13. La célula inmunitaria manipulada genéticamente para su uso de acuerdo con la reivindicación 12, en donde el medicamento es para usar en el tratamiento de un cáncer relacionado con células B que se selecciona del grupo que consiste en mieloma múltiple, neoplasia maligna de células plasmáticas, linfoma de Hodgkin, linfoma de Hodgkin predominante de linfocitos nodulares, enfermedad de Kahler y mielomatosis, leucemia de células plasmáticas, plasmacitoma, leucemia prolinfocítica de células B, leucemia de células pilosas, linfoma no Hodgkin de células B (LNH), leucemia mieloide aguda (LMA), leucemia linfocítica crónica (CLL), leucemia linfocítica aguda (ALL), leucemia mieloide crónica (CML), linfoma folicular, linfoma de zona marginal, linfoma de células del manto, linfoma de células grandes, linfoma precursor de linfoblastos B, leucemia mieloide, linfoma difuso de células B grandes, linfoma de tejido linfático asociado a la mucosa, linfoma linfocítico de células pequeñas, linfoma de Burkitt, linfoma primario de células B mediastínico primario (tímico), linfoma linfoplasmático, macroglobulinemia de Waldenstrom, linfoma nodal de la zona marginal de células B, linfoma esplénico de la zona marginal, linfoma intravascular de células B grandes, linfoma de derrame primario, granulomatosis linfomatoide, linfoma de células B grandes rico en células T/histiocitos, linfoma primario del sistema nervioso central, linfoma primario difuso cutáneo primario de células grandes B ), Linfoma difuso de células B grandes positivo para EBV en ancianos, linfoma difuso de células B grandes asociado con inflamación, linfoma ALK positivo de células B grandes, linfoma plasmablástico, linfoma de células B grandes que surge en la enfermedad de Castleman multicéntrica asociada a HHV8, linfoma de células B sin clasificar con características intermedias entre el linfoma difuso de células B grandes y el linfoma de Burkitt, el linfoma de células B sin clasificar con características intermedias entre el linfoma difuso de células B grandes y linfoma de Hodgkin clásico, y otros linfomas relacionados con las células B.

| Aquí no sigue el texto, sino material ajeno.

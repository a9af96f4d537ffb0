//! HTTP transport for the agent `:run` endpoint.

use std::pin::Pin;
use std::time::Duration;

use async_trait::async_trait;
use bytes::Bytes;
use futures::stream::{self, Stream, StreamExt};
use reqwest::header::{ACCEPT, AUTHORIZATION, CONTENT_TYPE};
use tracing::debug;

use talkdata_core::Config;
use talkdata_runtime::{AgentRequest, AgentTransport, SseEvent, SseStream, TransportError};

use crate::sse::SseDecoder;

pub const TOKEN_TYPE_HEADER: &str = "X-Snowflake-Authorization-Token-Type";

/// Credentials attached to every upstream request.
#[derive(Debug, Clone, Default)]
pub struct Credentials {
    pub token: Option<String>,
    pub token_type: Option<String>,
}

impl Credentials {
    pub(crate) fn apply(&self, request: reqwest::RequestBuilder) -> reqwest::RequestBuilder {
        let mut request = request;
        if let Some(token) = &self.token {
            request = request.header(AUTHORIZATION, format!("Bearer {}", token));
        }
        if let Some(token_type) = &self.token_type {
            request = request.header(TOKEN_TYPE_HEADER, token_type);
        }
        request
    }
}

/// Shared client with the configured connect timeout. No overall request
/// timeout: agent streams stay open as long as the service keeps talking.
pub fn http_client(config: &Config) -> Result<reqwest::Client, TransportError> {
    reqwest::Client::builder()
        .connect_timeout(Duration::from_secs(config.http.connect_timeout_secs.into()))
        .build()
        .map_err(|e| TransportError::Network(e.to_string()))
}

/// Streams agent responses over HTTP.
pub struct HttpAgentTransport {
    client: reqwest::Client,
    url: String,
    credentials: Credentials,
}

impl HttpAgentTransport {
    pub fn new(client: reqwest::Client, url: impl Into<String>, credentials: Credentials) -> Self {
        Self {
            client,
            url: url.into(),
            credentials,
        }
    }

    pub fn from_config(client: reqwest::Client, config: &Config) -> Self {
        Self::new(
            client,
            config.agent.url.clone(),
            Credentials {
                token: config.agent.auth_token.clone(),
                token_type: config.agent.auth_token_type.clone(),
            },
        )
    }
}

#[async_trait]
impl AgentTransport for HttpAgentTransport {
    async fn open_stream(&self, request: &AgentRequest) -> Result<SseStream, TransportError> {
        debug!(url = %self.url, model = %request.model, "starting agent streaming request");

        let builder = self
            .client
            .post(&self.url)
            .header(CONTENT_TYPE, "application/json")
            .header(ACCEPT, "text/event-stream")
            .json(request);
        let response = self
            .credentials
            .apply(builder)
            .send()
            .await
            .map_err(|e| TransportError::Network(e.to_string()))?;

        let status = response.status();
        if !status.is_success() {
            let message = response.text().await.unwrap_or_default();
            return Err(TransportError::Api {
                status: status.as_u16(),
                message,
            });
        }

        Ok(sse_events(response.bytes_stream()))
    }

    fn transport_name(&self) -> &str {
        "http"
    }
}

type ByteStream = Pin<Box<dyn Stream<Item = Result<Bytes, reqwest::Error>> + Send>>;

struct State {
    bytes: ByteStream,
    decoder: SseDecoder,
    pending: std::collections::VecDeque<SseEvent>,
    finished: bool,
}

/// Turn a response body into decoded SSE events.
pub(crate) fn sse_events(
    bytes: impl Stream<Item = Result<Bytes, reqwest::Error>> + Send + 'static,
) -> SseStream {
    let state = State {
        bytes: Box::pin(bytes),
        decoder: SseDecoder::new(),
        pending: Default::default(),
        finished: false,
    };

    let events = stream::unfold(state, |mut state| async move {
        loop {
            if let Some(event) = state.pending.pop_front() {
                return Some((Ok(event), state));
            }
            if state.finished {
                return None;
            }

            match state.bytes.next().await {
                Some(Ok(chunk)) => {
                    let events = state.decoder.push(&chunk);
                    state.pending.extend(events);
                }
                Some(Err(e)) => {
                    state.finished = true;
                    return Some((Err(TransportError::Stream(e.to_string())), state));
                }
                None => {
                    state.finished = true;
                    state.pending.extend(state.decoder.finish());
                }
            }
        }
    });

    Box::pin(events)
}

14. Una composición farmacéutica que comprende la célula inmune modificada por manipulación genética de una cualquiera de las reivindicaciones 10 a 11.

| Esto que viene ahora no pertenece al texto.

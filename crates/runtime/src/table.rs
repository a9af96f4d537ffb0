//! Statement results and their markdown rendering.
//!
//! Every cell arrives as a string (or NULL) regardless of column type, so
//! large integers and decimals are rendered verbatim and never pass through
//! floating point. Temporal types arrive epoch-encoded and are formatted to
//! match the output-format parameters sent with the statement.

use std::fmt::Write as _;

use chrono::{DateTime, FixedOffset, NaiveDate, NaiveTime, TimeDelta};
use serde::{Deserialize, Serialize};

/// Message substring the statements API uses when a statement did not finish
/// within the synchronous window.
pub const ASYNC_IN_PROGRESS: &str = "Asynchronous execution in progress.";

/// Response of the SQL statements API.
#[derive(Debug, Clone, Default, PartialEq, Serialize, Deserialize)]
#[serde(rename_all = "camelCase")]
pub struct StatementResponse {
    #[serde(default, skip_serializing_if = "Option::is_none")]
    pub code: Option<String>,
    #[serde(default, skip_serializing_if = "Option::is_none")]
    pub message: Option<String>,
    #[serde(default, skip_serializing_if = "Option::is_none")]
    pub statement_handle: Option<String>,
    #[serde(default, skip_serializing_if = "Option::is_none")]
    pub result_set_meta_data: Option<ResultSetMetaData>,
    #[serde(default)]
    pub data: Vec<Vec<Option<String>>>,
}

#[derive(Debug, Clone, Default, PartialEq, Serialize, Deserialize)]
#[serde(rename_all = "camelCase")]
pub struct ResultSetMetaData {
    #[serde(default)]
    pub num_rows: u64,
    #[serde(default)]
    pub row_type: Vec<RowType>,
}

/// Column description.
#[derive(Debug, Clone, PartialEq, Serialize, Deserialize)]
pub struct RowType {
    pub name: String,
    #[serde(rename = "type")]
    pub data_type: String,
    #[serde(default)]
    pub scale: Option<i64>,
    #[serde(default)]
    pub precision: Option<i64>,
    #[serde(default)]
    pub nullable: Option<bool>,
}

impl StatementResponse {
    /// The statement is still running server-side.
    pub fn is_async_pending(&self) -> bool {
        self.code.is_some()
            && self
                .message
                .as_deref()
                .is_some_and(|m| m.contains(ASYNC_IN_PROGRESS))
    }

    /// A response that carries no result set is a failure, even though
    /// successful responses also carry a `code`.
    pub fn has_result_set(&self) -> bool {
        self.result_set_meta_data.is_some()
    }

    pub fn columns(&self) -> &[RowType] {
        self.result_set_meta_data
            .as_ref()
            .map(|m| m.row_type.as_slice())
            .unwrap_or(&[])
    }

    pub fn row_count(&self) -> usize {
        self.data.len()
    }

    /// Render the result set as a GitHub-flavoured markdown table.
    pub fn to_markdown(&self) -> String {
        let columns = self.columns();
        if columns.is_empty() {
            return "(empty result set)".to_string();
        }

        let mut out = String::new();
        out.push('|');
        for col in columns {
            let _ = write!(out, " {} |", escape_cell(&col.name));
        }
        out.push('\n');
        out.push('|');
        for _ in columns {
            out.push_str(" --- |");
        }

        for row in &self.data {
            out.push('\n');
            out.push('|');
            for (i, col) in columns.iter().enumerate() {
                let cell = row
                    .get(i)
                    .and_then(|v| v.as_deref())
                    .map(|v| format_cell(v, col))
                    .unwrap_or_default();
                let _ = write!(out, " {} |", escape_cell(&cell));
            }
        }
        out
    }
}

/// Format one non-NULL cell according to its column type.
pub fn format_cell(value: &str, column: &RowType) -> String {
    let formatted = match column.data_type.to_lowercase().as_str() {
        "date" => format_date(value),
        "time" => format_time(value),
        "timestamp_ntz" | "timestamp_ltz" => format_timestamp(value),
        "timestamp_tz" => format_timestamp_tz(value),
        _ => None,
    };
    formatted.unwrap_or_else(|| value.to_string())
}

fn escape_cell(value: &str) -> String {
    value
        .replace('|', "\\|")
        .replace("\r\n", " ")
        .replace(['\n', '\r'], " ")
}

/// Days since 1970-01-01.
fn format_date(value: &str) -> Option<String> {
    let days: i64 = value.trim().parse().ok()?;
    let epoch = NaiveDate::from_ymd_opt(1970, 1, 1)?;
    let date = epoch.checked_add_signed(TimeDelta::try_days(days)?)?;
    Some(date.format("%Y-%b-%d").to_string())
}

/// Seconds since midnight, optionally fractional.
fn format_time(value: &str) -> Option<String> {
    let (secs, _) = split_epoch(value)?;
    let secs = u32::try_from(secs).ok()?;
    let time = NaiveTime::from_num_seconds_from_midnight_opt(secs, 0)?;
    Some(time.format("%H:%M:%S").to_string())
}

/// Seconds since epoch with a nanosecond fraction, e.g. `1700000000.123000000`.
fn format_timestamp(value: &str) -> Option<String> {
    let (secs, nanos) = split_epoch(value)?;
    let dt = DateTime::from_timestamp(secs, nanos)?;
    Some(dt.naive_utc().format("%Y-%m-%d %H:%M:%S%.3f").to_string())
}

/// `<epoch.fraction> <offset minutes + 1440>`, e.g. `1616173619.000000000 960`.
fn format_timestamp_tz(value: &str) -> Option<String> {
    let (epoch, offset) = value.trim().split_once(' ')?;
    let (secs, nanos) = split_epoch(epoch)?;
    let offset_minutes: i32 = offset.trim().parse::<i32>().ok()? - 1440;
    let tz = FixedOffset::east_opt(offset_minutes * 60)?;
    let dt = DateTime::from_timestamp(secs, nanos)?.with_timezone(&tz);
    Some(dt.format("%Y-%m-%d %H:%M:%S%.3f %z").to_string())
}

fn split_epoch(value: &str) -> Option<(i64, u32)> {
    let value = value.trim();
    let (whole, frac) = match value.split_once('.') {
        Some((whole, frac)) => (whole, frac),
        None => (value, ""),
    };
    let secs: i64 = whole.parse().ok()?;
    if frac.is_empty() {
        return Some((secs, 0));
    }
    if frac.len() > 9 || !frac.bytes().all(|b| b.is_ascii_digit()) {
        return None;
    }
    let nanos: u32 = format!("{:0<9}", frac).parse().ok()?;
    // Negative epochs carry a fraction that counts away from zero.
    if secs < 0 && nanos > 0 {
        return Some((secs - 1, 1_000_000_000 - nanos));
    }
    Some((secs, nanos))
}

15. La célula inmunitaria manipulada genéticamente de las reivindicaciones 10 a 11 o la composición farmacéutica de la reivindicación 14, para usar en la inhibición del crecimiento o progresión tumoral en un sujeto que tiene células malignas que expresan BCMA, inhibiendo la metástasis de células malignas que expresan BCMA en un sujeto, o induciendo regresión tumoral en un sujeto que tiene células malignas que expresan BCMA; opcionalmente en donde dicho uso comprende además administrar una terapia de análogos de nucleósidos, fludarabina o clofarabina al sujeto.

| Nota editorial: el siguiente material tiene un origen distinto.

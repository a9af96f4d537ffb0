//! Request bodies for the agent and statements services.

use serde::{Deserialize, Serialize};
use serde_json::{json, Map, Value};

use talkdata_core::Config;

use crate::message::Message;

pub const SEARCH_TOOL_NAME: &str = "search1";
pub const ANALYST_TOOL_NAME: &str = "analyst1";
pub const DATA_TO_CHART_TOOL_NAME: &str = "data_to_chart";
pub const SQL_EXEC_TOOL_NAME: &str = "sql_exec";

/// Body of an agent `:run` call.
#[derive(Debug, Clone, PartialEq, Serialize, Deserialize)]
pub struct AgentRequest {
    pub model: String,
    #[serde(default, skip_serializing_if = "Option::is_none")]
    pub experimental: Option<Value>,
    pub messages: Vec<Message>,
    #[serde(default, skip_serializing_if = "Vec::is_empty")]
    pub tools: Vec<ToolSpec>,
    #[serde(default, skip_serializing_if = "Option::is_none")]
    pub tool_resources: Option<Value>,
}

#[derive(Debug, Clone, PartialEq, Serialize, Deserialize)]
pub struct ToolSpec {
    pub tool_spec: ToolSpecBody,
}

#[derive(Debug, Clone, PartialEq, Serialize, Deserialize)]
pub struct ToolSpecBody {
    #[serde(rename = "type")]
    pub tool_type: String,
    pub name: String,
}

impl ToolSpec {
    pub fn new(tool_type: &str, name: &str) -> Self {
        Self {
            tool_spec: ToolSpecBody {
                tool_type: tool_type.to_string(),
                name: name.to_string(),
            },
        }
    }

    pub fn search() -> Self {
        Self::new("cortex_search", SEARCH_TOOL_NAME)
    }

    pub fn analyst() -> Self {
        Self::new("cortex_analyst_text_to_sql", ANALYST_TOOL_NAME)
    }

    pub fn data_to_chart() -> Self {
        Self::new("data_to_chart", DATA_TO_CHART_TOOL_NAME)
    }

    pub fn sql_exec() -> Self {
        Self::new("cortex_analyst_sql_exec", SQL_EXEC_TOOL_NAME)
    }

    /// Search, text-to-SQL, charting and SQL execution.
    pub fn defaults() -> Vec<Self> {
        vec![
            Self::search(),
            Self::analyst(),
            Self::data_to_chart(),
            Self::sql_exec(),
        ]
    }
}

/// Everything a session needs to build requests, besides the history.
#[derive(Debug, Clone, PartialEq)]
pub struct AgentSettings {
    pub model: String,
    pub experimental: Option<Value>,
    pub tools: Vec<ToolSpec>,
    pub tool_resources: Option<Value>,
    /// Tool whose `tool_use` events hold back the streaming state by one event.
    pub search_tool_name: String,
    pub warehouse: Option<String>,
}

impl AgentSettings {
    pub fn new(model: impl Into<String>) -> Self {
        Self {
            model: model.into(),
            experimental: None,
            tools: ToolSpec::defaults(),
            tool_resources: None,
            search_tool_name: SEARCH_TOOL_NAME.to_string(),
            warehouse: None,
        }
    }

    pub fn from_config(config: &Config) -> Self {
        let experimental = config
            .agent
            .related_queries
            .then(|| json!({ "EnableRelatedQueries": true }));

        let mut resources = Map::new();
        if let Some(service) = &config.tools.search_service {
            resources.insert(
                config.tools.search_tool_name.clone(),
                json!({
                    "search_service": service,
                    "max_results": config.tools.search_max_results,
                }),
            );
        }
        if let Some(model_file) = &config.tools.semantic_model_file {
            resources.insert(
                ANALYST_TOOL_NAME.to_string(),
                json!({ "semantic_model_file": model_file }),
            );
        }

        Self {
            model: config.agent.model.clone(),
            experimental,
            tools: ToolSpec::defaults(),
            tool_resources: (!resources.is_empty()).then_some(Value::Object(resources)),
            search_tool_name: config.tools.search_tool_name.clone(),
            warehouse: config.statements.warehouse.clone(),
        }
    }

    pub fn with_tools(mut self, tools: Vec<ToolSpec>) -> Self {
        self.tools = tools;
        self
    }

    pub fn with_model(mut self, model: impl Into<String>) -> Self {
        self.model = model.into();
        self
    }

    pub fn build_request(&self, messages: Vec<Message>) -> AgentRequest {
        AgentRequest {
            model: self.model.clone(),
            experimental: self.experimental.clone(),
            messages,
            tools: self.tools.clone(),
            tool_resources: self.tool_resources.clone(),
        }
    }

    pub fn build_statement(&self, statement: &str) -> StatementRequest {
        StatementRequest {
            statement: statement.to_string(),
            warehouse: self.warehouse.clone(),
            parameters: OutputParameters::default(),
        }
    }
}

/// Body of a statements call.
#[derive(Debug, Clone, PartialEq, Serialize, Deserialize)]
pub struct StatementRequest {
    pub statement: String,
    #[serde(default, skip_serializing_if = "Option::is_none")]
    pub warehouse: Option<String>,
    pub parameters: OutputParameters,
}

/// Output formats the execution backend is asked to use. Fixed; table
/// rendering depends on them.
#[derive(Debug, Clone, PartialEq, Serialize, Deserialize)]
#[serde(rename_all = "SCREAMING_SNAKE_CASE")]
pub struct OutputParameters {
    pub binary_output_format: String,
    pub date_output_format: String,
    pub time_output_format: String,
    pub timestamp_ltz_output_format: String,
    pub timestamp_ntz_output_format: String,
    pub timestamp_tz_output_format: String,
    pub timestamp_output_format: String,
    pub timezone: String,
}

impl Default for OutputParameters {
    fn default() -> Self {
        Self {
            binary_output_format: "HEX".into(),
            date_output_format: "YYYY-Mon-DD".into(),
            time_output_format: "HH24:MI:SS".into(),
            timestamp_ltz_output_format: String::new(),
            timestamp_ntz_output_format: "YYYY-MM-DD HH24:MI:SS.FF3".into(),
            timestamp_tz_output_format: String::new(),
            timestamp_output_format: "YYYY-MM-DD HH24:MI:SS.FF3 TZHTZM".into(),
            timezone: "America/Los_Angeles".into(),
        }
    }
}
//! Conversation data model shared with the agent service wire format.
//!
//! Blocks serialize with a `type` tag exactly as the agent `:run` endpoint
//! expects them in `messages[].content[]`, so a [`Message`] can be sent back
//! upstream as history without translation. The one exception is
//! [`ContentBlock::SqlTable`], which is produced locally and must be stripped
//! before a transcript is sent (see [`crate::transcript::strip_sql_tables`]).

use std::fmt;

use serde::{Deserialize, Serialize};
use serde_json::{Map, Value};

/// Client-generated message identifier.
#[derive(Debug, Clone, PartialEq, Eq, Hash, Serialize, Deserialize)]
#[serde(transparent)]
pub struct MessageId(String);

impl MessageId {
    pub fn generate() -> Self {
        Self(uuid::Uuid::new_v4().simple().to_string())
    }

    pub fn as_str(&self) -> &str {
        &self.0
    }
}

impl From<&str> for MessageId {
    fn from(value: &str) -> Self {
        Self(value.to_string())
    }
}

impl fmt::Display for MessageId {
    fn fmt(&self, f: &mut fmt::Formatter<'_>) -> fmt::Result {
        f.write_str(&self.0)
    }
}

#[derive(Debug, Clone, Copy, PartialEq, Eq, Serialize, Deserialize)]
#[serde(rename_all = "lowercase")]
pub enum Role {
    User,
    Assistant,
}

/// A message in the transcript.
#[derive(Debug, Clone, PartialEq, Serialize, Deserialize)]
pub struct Message {
    pub id: MessageId,
    pub role: Role,
    pub content: Vec<ContentBlock>,
}

impl Message {
    /// An assistant message with no content, ready to accumulate deltas.
    pub fn empty_assistant(id: MessageId) -> Self {
        Self {
            id,
            role: Role::Assistant,
            content: Vec::new(),
        }
    }

    /// A single-text-block user message.
    pub fn user(id: MessageId, text: impl Into<String>) -> Self {
        Self {
            id,
            role: Role::User,
            content: vec![ContentBlock::Text { text: text.into() }],
        }
    }

    /// Concatenated text of all `text` blocks.
    pub fn text(&self) -> String {
        self.content
            .iter()
            .filter_map(|block| match block {
                ContentBlock::Text { text } => Some(text.as_str()),
                _ => None,
            })
            .collect()
    }
}

/// One typed block of message content.
#[derive(Debug, Clone, PartialEq, Serialize, Deserialize)]
#[serde(tag = "type", rename_all = "snake_case")]
pub enum ContentBlock {
    Text { text: String },
    ToolUse { tool_use: ToolUse },
    ToolResults { tool_results: ToolResults },
    /// Table payload as streamed by the agent.
    Table { table: Value },
    Chart { chart: Value },
    /// Markdown rendering of a statement result. Local only.
    SqlTable { text: String, primary: bool },
}

impl ContentBlock {
    pub fn kind(&self) -> &'static str {
        match self {
            ContentBlock::Text { .. } => "text",
            ContentBlock::ToolUse { .. } => "tool_use",
            ContentBlock::ToolResults { .. } => "tool_results",
            ContentBlock::Table { .. } => "table",
            ContentBlock::Chart { .. } => "chart",
            ContentBlock::SqlTable { .. } => "sql_table",
        }
    }
}

/// Tool invocation as streamed. Keys without a typed field are kept in
/// `extra` so the block goes back upstream exactly as it arrived.
#[derive(Debug, Clone, Default, PartialEq, Serialize, Deserialize)]
pub struct ToolUse {
    pub tool_use_id: String,
    pub name: String,
    #[serde(default)]
    pub input: Value,
    #[serde(flatten)]
    pub extra: Map<String, Value>,
}

#[derive(Debug, Clone, Default, PartialEq, Serialize, Deserialize)]
pub struct ToolResults {
    /// Not always sent; only `content` is needed to detect generated SQL.
    #[serde(default, skip_serializing_if = "String::is_empty")]
    pub name: String,
    #[serde(default)]
    pub content: Vec<ToolResultContent>,
    #[serde(flatten)]
    pub extra: Map<String, Value>,
}

impl ToolResults {
    /// The first JSON-typed item, which carries generated SQL for the
    /// text-to-SQL tool.
    pub fn first_json(&self) -> Option<&Value> {
        self.content.iter().find_map(|item| match item {
            ToolResultContent::Json { json } => Some(json),
            _ => None,
        })
    }
}

#[derive(Debug, Clone, PartialEq, Serialize, Deserialize)]
#[serde(tag = "type", rename_all = "snake_case")]
pub enum ToolResultContent {
    Json { json: Value },
    Text { text: String },
}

16. Un método in vitro de manipulación de una célula inmune que expresa un CAR específico de BCMA, que comprende:

a. proporcionar una célula inmune;

b. introducir en la célula al menos un polinucleótido que codifica el CAR específico de BCMA según una cualquiera de las reivindicaciones 1 a 7; y

c. opcionalmente, introducir en la célula al menos un polinucleótido que codifica un CAR que no es específico para BCMA.1789

17. El CAR específico de BCMA de la reivindicación 1, en donde el CAR específico de BCMA comprende la secuencia de aminoácidos mostrada en SEQ ID NO: 344.

18. El CAR específico de BCMA de la reivindicación 17, que comprende además un epítopo CD20.

19. El CAR específico de BCMA de la reivindicación 18, en donde el epítopo CD20 comprende la secuencia de aminoácidos que se muestra en la SEQ ID NO: 397 o SEQ ID NO: 398.